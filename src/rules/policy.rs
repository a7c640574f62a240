use std::collections::HashSet;

use serde::{Deserialize, Serialize};

use super::{Finding, Severity};

/// Policy verdict — the pass/fail decision after applying the ignore
/// list to raw findings.
#[derive(Debug, Clone, Serialize, Deserialize)]
pub struct PolicyVerdict {
    pub pass: bool,
    pub total_findings: usize,
    pub effective_findings: usize,
    pub highest_severity: Option<Severity>,
    pub fail_threshold: Severity,
}

/// Policy configuration loaded from `.azscan.toml`. There is deliberately
/// no per-rule severity override: severity always derives from the rule
/// id through the knowledge base.
#[derive(Debug, Clone, Serialize, Deserialize)]
pub struct Policy {
    /// Minimum severity to fail the scan.
    #[serde(default = "default_fail_on")]
    pub fail_on: Severity,
    /// Rule IDs to exclude from the report entirely.
    #[serde(default)]
    pub ignore_rules: HashSet<String>,
}

fn default_fail_on() -> Severity {
    Severity::High
}

impl Default for Policy {
    fn default() -> Self {
        Self {
            fail_on: Severity::High,
            ignore_rules: HashSet::new(),
        }
    }
}

impl Policy {
    /// Evaluate findings against this policy and produce a verdict.
    pub fn evaluate(&self, findings: &[Finding]) -> PolicyVerdict {
        let effective: Vec<Severity> = findings
            .iter()
            .filter(|f| !self.ignore_rules.contains(&f.rule))
            .map(|f| f.severity)
            .collect();

        let highest = effective.iter().copied().max();
        let failed = effective.iter().any(|&sev| sev >= self.fail_on);

        PolicyVerdict {
            pass: !failed,
            total_findings: findings.len(),
            effective_findings: effective.len(),
            highest_severity: highest,
            fail_threshold: self.fail_on,
        }
    }

    /// Drop findings whose rule is explicitly ignored, preserving order.
    pub fn apply(&self, findings: &[Finding]) -> Vec<Finding> {
        findings
            .iter()
            .filter(|f| !self.ignore_rules.contains(&f.rule))
            .cloned()
            .collect()
    }
}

++++

§ **WHAT IS BEING ASKED**:
Take every line above where "iter" appears and copy it.

§ **RESULT**:
            .iter()
        let highest = effective.iter().copied().max();
        let failed = effective.iter().any(|&sev| sev >= self.fail_on);
            .iter()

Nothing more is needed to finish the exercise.